Steph L. - Feb 22, 2009 10:43:17 am PST #7417 of 30000
this mess was yours / now your mess is mine

it's better for hoarders to have a proscribed space that's theirs, to muck up as they wish, as long as it doesn't spill into the rest of the house.

Right. That need is a need for a reason. Trying to tear stuff away from someone with an actual problem can be more destructive than imaginable. Having a safe place is the very best intermediary solution.

I just want that place to not be the spare bedroom (and he totally agrees). It needs to be an "office"/dressing room for "Ava." (Seriously, he has WAY more women's clothes than men's clothes -- him having 2 wardrobes [do not EVEN ask how many pairs of heels he has (while I have literally 3 pairs, IIRC)] contributes to a lot of clutter!)

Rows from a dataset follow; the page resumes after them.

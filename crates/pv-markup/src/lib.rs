//! Markup parsing and serialization boundaries.
//!
//! Proposal templates arrive as word-processor HTML exports: deeply nested
//! formatting spans, quoted attributes, entities, and the occasional
//! unbalanced end tag. The parser is best-effort and never fails; whatever
//! cannot be interpreted as a tag is kept as text.

use pv_dom::DomTree;
use pv_dom::NodeId;
use pv_dom::NodeKind;

#[derive(Debug)]
enum Token {
    Start {
        name: String,
        attrs: Vec<(String, String)>,
        self_closing: bool,
    },
    End {
        name: String,
    },
    Text(String),
}

/// Parses template markup into a fresh document tree.
pub fn parse_document(source: &str) -> DomTree {
    let tokens = tokenize(source);
    build_tree(tokens)
}

/// Serializes the annotated tree back to markup for the archival snapshot.
pub fn serialize_document(tree: &DomTree) -> String {
    let mut out = String::new();
    for child in tree.children(tree.root()) {
        serialize_node(tree, *child, &mut out);
    }
    out
}

fn serialize_node(tree: &DomTree, id: NodeId, out: &mut String) {
    match tree.kind(id) {
        NodeKind::Text(text) => out.push_str(&escape_text(text)),
        NodeKind::Element { tag, attrs, children } => {
            out.push('<');
            out.push_str(tag);
            for (name, value) in attrs {
                out.push(' ');
                out.push_str(name);
                if !value.is_empty() {
                    out.push_str("=\"");
                    out.push_str(&escape_attr(value));
                    out.push('"');
                }
            }
            if is_void(tag) {
                out.push_str("/>");
                return;
            }
            out.push('>');
            for child in children {
                serialize_node(tree, *child, out);
            }
            out.push_str("</");
            out.push_str(tag);
            out.push('>');
        }
    }
}

fn escape_text(input: &str) -> String {
    let mut out = String::with_capacity(input.len());
    for ch in input.chars() {
        match ch {
            '&' => out.push_str("&amp;"),
            '<' => out.push_str("&lt;"),
            '>' => out.push_str("&gt;"),
            _ => out.push(ch),
        }
    }
    out
}

fn escape_attr(input: &str) -> String {
    let mut out = String::with_capacity(input.len());
    for ch in input.chars() {
        match ch {
            '&' => out.push_str("&amp;"),
            '<' => out.push_str("&lt;"),
            '"' => out.push_str("&quot;"),
            _ => out.push(ch),
        }
    }
    out
}

fn tokenize(source: &str) -> Vec<Token> {
    let mut out = Vec::new();
    let bytes = source.as_bytes();
    let mut i = 0;

    while i < bytes.len() {
        if starts_with(bytes, i, b"<!--") {
            i = skip_comment(bytes, i);
            continue;
        }

        if bytes[i] == b'<' {
            if starts_with(bytes, i, b"</") {
                if let Some((tok, next)) = parse_end_tag(bytes, i) {
                    out.push(tok);
                    i = next;
                    continue;
                }
            } else if starts_with(bytes, i, b"<!") || starts_with(bytes, i, b"<?") {
                i = skip_decl(bytes, i);
                continue;
            } else if let Some((tok, next)) = parse_start_tag(source, i) {
                let mut raw_text_tag: Option<String> = None;
                if let Token::Start {
                    name, self_closing, ..
                } = &tok
                {
                    if !*self_closing && is_raw_text_tag(name) {
                        raw_text_tag = Some(name.clone());
                    }
                }

                out.push(tok);
                i = next;

                if let Some(tag_name) = raw_text_tag {
                    let (raw_text, closing_end) = read_raw_text(bytes, i, &tag_name);
                    if !raw_text.is_empty() {
                        out.push(Token::Text(raw_text));
                    }
                    out.push(Token::End { name: tag_name });
                    i = closing_end.unwrap_or(bytes.len());
                }

                continue;
            }

            // A `<` that opens no recognizable tag is prose (word-processor
            // exports leave comparison signs unescaped). Keep it as text
            // and advance so the scan always makes progress.
            out.push(Token::Text("<".to_owned()));
            i += 1;
            continue;
        }

        let (text, next) = parse_text(bytes, i);
        if !text.is_empty() {
            out.push(Token::Text(text));
        }
        i = next;
    }

    out
}

fn build_tree(tokens: Vec<Token>) -> DomTree {
    let mut tree = DomTree::new();
    let mut stack = vec![tree.root()];

    for token in tokens {
        match token {
            Token::Text(text) => {
                let decoded = decode_entities(&text);
                if decoded.is_empty() {
                    continue;
                }
                let node = tree.create_text(&decoded);
                if let Some(current) = stack.last() {
                    tree.append_child(*current, node);
                }
            }
            Token::Start {
                name,
                attrs,
                self_closing,
            } => {
                let node = tree.create_element_with_attrs(&name, attrs);
                if let Some(current) = stack.last() {
                    tree.append_child(*current, node);
                }
                if !self_closing && !is_void(&name) {
                    stack.push(node);
                }
            }
            Token::End { name } => {
                // Close up to the matching open tag; drop strays.
                let matching = stack
                    .iter()
                    .rposition(|id| tree.tag(*id).is_some_and(|tag| tag == name));
                if let Some(position) = matching {
                    if position > 0 {
                        stack.truncate(position);
                    }
                }
            }
        }
    }

    // Parsing is a build step, not a mutation the reconciler should see.
    tree.take_changes();
    tree
}

fn parse_start_tag(source: &str, start: usize) -> Option<(Token, usize)> {
    let bytes = source.as_bytes();
    let mut i = start + 1;
    let name_start = i;
    while i < bytes.len() && is_tag_name_char(bytes[i]) {
        i += 1;
    }
    if i == name_start {
        return None;
    }
    let name = source[name_start..i].to_ascii_lowercase();

    let mut attrs = Vec::new();
    let mut self_closing = false;

    loop {
        i = skip_spaces(bytes, i);
        match bytes.get(i).copied() {
            None => return None,
            Some(b'>') => {
                return Some((
                    Token::Start {
                        name,
                        attrs,
                        self_closing,
                    },
                    i + 1,
                ));
            }
            Some(b'/') => {
                self_closing = true;
                i += 1;
            }
            Some(_) => {
                let (attr, next) = parse_attribute(source, i)?;
                if let Some(attr) = attr {
                    attrs.push(attr);
                }
                i = next;
            }
        }
    }
}

fn parse_attribute(source: &str, start: usize) -> Option<(Option<(String, String)>, usize)> {
    let bytes = source.as_bytes();
    let mut i = start;
    let name_start = i;
    while i < bytes.len() && is_attr_name_char(bytes[i]) {
        i += 1;
    }
    if i == name_start {
        // Unparseable junk before `>`; skip one byte to make progress.
        return Some((None, i + 1));
    }
    let name = source[name_start..i].to_ascii_lowercase();

    i = skip_spaces(bytes, i);
    if bytes.get(i).copied() != Some(b'=') {
        return Some((Some((name, String::new())), i));
    }
    i = skip_spaces(bytes, i + 1);

    match bytes.get(i).copied() {
        Some(quote @ (b'"' | b'\'')) => {
            let value_start = i + 1;
            let mut j = value_start;
            while j < bytes.len() && bytes[j] != quote {
                j += 1;
            }
            let value = decode_entities(&source[value_start..j]);
            Some((Some((name, value)), (j + 1).min(bytes.len())))
        }
        _ => {
            let value_start = i;
            while i < bytes.len() && !bytes[i].is_ascii_whitespace() && bytes[i] != b'>' {
                i += 1;
            }
            let value = decode_entities(&source[value_start..i]);
            Some((Some((name, value)), i))
        }
    }
}

fn parse_end_tag(bytes: &[u8], start: usize) -> Option<(Token, usize)> {
    let mut i = start + 2;
    let name_start = i;
    while i < bytes.len() && is_tag_name_char(bytes[i]) {
        i += 1;
    }
    if i == name_start {
        return None;
    }
    let name = String::from_utf8_lossy(&bytes[name_start..i]).to_ascii_lowercase();
    while i < bytes.len() && bytes[i] != b'>' {
        i += 1;
    }
    Some((Token::End { name }, (i + 1).min(bytes.len())))
}

fn parse_text(bytes: &[u8], start: usize) -> (String, usize) {
    let mut i = start;
    while i < bytes.len() && bytes[i] != b'<' {
        i += 1;
    }
    (String::from_utf8_lossy(&bytes[start..i]).to_string(), i)
}

fn read_raw_text(bytes: &[u8], start: usize, tag_name: &str) -> (String, Option<usize>) {
    let tag_bytes = tag_name.as_bytes();
    let mut i = start;
    while i + 2 + tag_bytes.len() <= bytes.len() {
        if bytes[i] == b'<'
            && bytes[i + 1] == b'/'
            && bytes[i + 2..i + 2 + tag_bytes.len()].eq_ignore_ascii_case(tag_bytes)
        {
            let mut close = i + 2 + tag_bytes.len();
            while close < bytes.len() && bytes[close] != b'>' {
                close += 1;
            }
            let text = String::from_utf8_lossy(&bytes[start..i]).to_string();
            return (text, Some((close + 1).min(bytes.len())));
        }
        i += 1;
    }
    (
        String::from_utf8_lossy(&bytes[start..]).to_string(),
        None,
    )
}

fn decode_entities(input: &str) -> String {
    let mut out = String::with_capacity(input.len());
    let mut cursor = 0_usize;

    while let Some(rel_amp) = input[cursor..].find('&') {
        let amp = cursor + rel_amp;
        out.push_str(&input[cursor..amp]);

        let rest = &input[(amp + 1)..];
        let Some(rel_semi) = rest.find(';') else {
            out.push('&');
            cursor = amp + 1;
            continue;
        };

        let semi = amp + 1 + rel_semi;
        let entity = &input[(amp + 1)..semi];
        if let Some(decoded) = decode_entity(entity) {
            out.push_str(&decoded);
            cursor = semi + 1;
        } else {
            out.push('&');
            cursor = amp + 1;
        }
    }

    out.push_str(&input[cursor..]);
    out
}

fn decode_entity(entity: &str) -> Option<String> {
    match entity {
        "nbsp" => Some(" ".to_owned()),
        "amp" => Some("&".to_owned()),
        "lt" => Some("<".to_owned()),
        "gt" => Some(">".to_owned()),
        "quot" => Some("\"".to_owned()),
        "apos" => Some("'".to_owned()),
        "mdash" => Some("\u{2014}".to_owned()),
        "ndash" => Some("\u{2013}".to_owned()),
        "rsquo" => Some("\u{2019}".to_owned()),
        _ => {
            if let Some(hex) = entity
                .strip_prefix("#x")
                .or_else(|| entity.strip_prefix("#X"))
            {
                let value = u32::from_str_radix(hex, 16).ok()?;
                char::from_u32(value).map(|ch| ch.to_string())
            } else if let Some(dec) = entity.strip_prefix('#') {
                let value = dec.parse::<u32>().ok()?;
                char::from_u32(value).map(|ch| ch.to_string())
            } else {
                None
            }
        }
    }
}

fn is_void(tag: &str) -> bool {
    matches!(
        tag,
        "area"
            | "base"
            | "br"
            | "col"
            | "embed"
            | "hr"
            | "img"
            | "input"
            | "link"
            | "meta"
            | "source"
            | "track"
            | "wbr"
    )
}

fn is_raw_text_tag(tag: &str) -> bool {
    matches!(tag, "script" | "style")
}

fn is_tag_name_char(byte: u8) -> bool {
    byte.is_ascii_alphanumeric() || matches!(byte, b'-' | b'_' | b':')
}

fn is_attr_name_char(byte: u8) -> bool {
    byte.is_ascii_alphanumeric() || matches!(byte, b'-' | b'_' | b':')
}

fn skip_spaces(bytes: &[u8], mut i: usize) -> usize {
    while i < bytes.len() && bytes[i].is_ascii_whitespace() {
        i += 1;
    }
    i
}

fn skip_comment(bytes: &[u8], start: usize) -> usize {
    let mut i = start + 4;
    while i + 2 < bytes.len() {
        if bytes[i] == b'-' && bytes[i + 1] == b'-' && bytes[i + 2] == b'>' {
            return i + 3;
        }
        i += 1;
    }
    bytes.len()
}

fn skip_decl(bytes: &[u8], start: usize) -> usize {
    let mut i = start + 2;
    while i < bytes.len() {
        if bytes[i] == b'>' {
            return i + 1;
        }
        i += 1;
    }
    bytes.len()
}

fn starts_with(bytes: &[u8], i: usize, pat: &[u8]) -> bool {
    let end = i.saturating_add(pat.len());
    end <= bytes.len() && &bytes[i..end] == pat
}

And he wants it to not be the spare bedroom, either -- he's okay with moving his stuff to the basement, but it's hard to mobilize that way. Because he has goddamn office furniture in there that he brought home from his work literally 2 weeks before I moved in, "because they were just going to throw it away! I'll use it!" Never mind the fact that I was about to move an apartment's worth of my stuff in, and there was already no room.

That office furniture? Stands unused after 15 months, and it's shoved back in a corner such that we can't even get to it to put it on the curb. THAT behavior makes me want to pull out my hair and keen.

I try really hard to prevent new stuff coming in.

I try really hard to stick to a "one comes in, one goes out" philosophy, at least regarding clothes (no way in HELL that would work with books or comics -- although I really DO need to cull my comics way down). But I can only do that for me. I will NOT become That Girlfriend who, every time The Boy brings home clothes from the thrift store (which is twice a month, more or less), asks, "So, what are you getting rid of in its place?" That's not my role. But considering all the goddamn shoes he's bought in the past 6 months, I haven't seen a single pair go out the door.

(Wow, I feel like a guy.)


Calli - Feb 22, 2009 10:45:09 am PST #7418 of 30000
I must obey the inscrutable exhortations of my soul—Calvin and Hobbs

I put a tv stand up on Freecycle and last night someone said they'd be by for it by 2 pm today. It's now 3:44. The tv stand is still in my living room. Le sigh.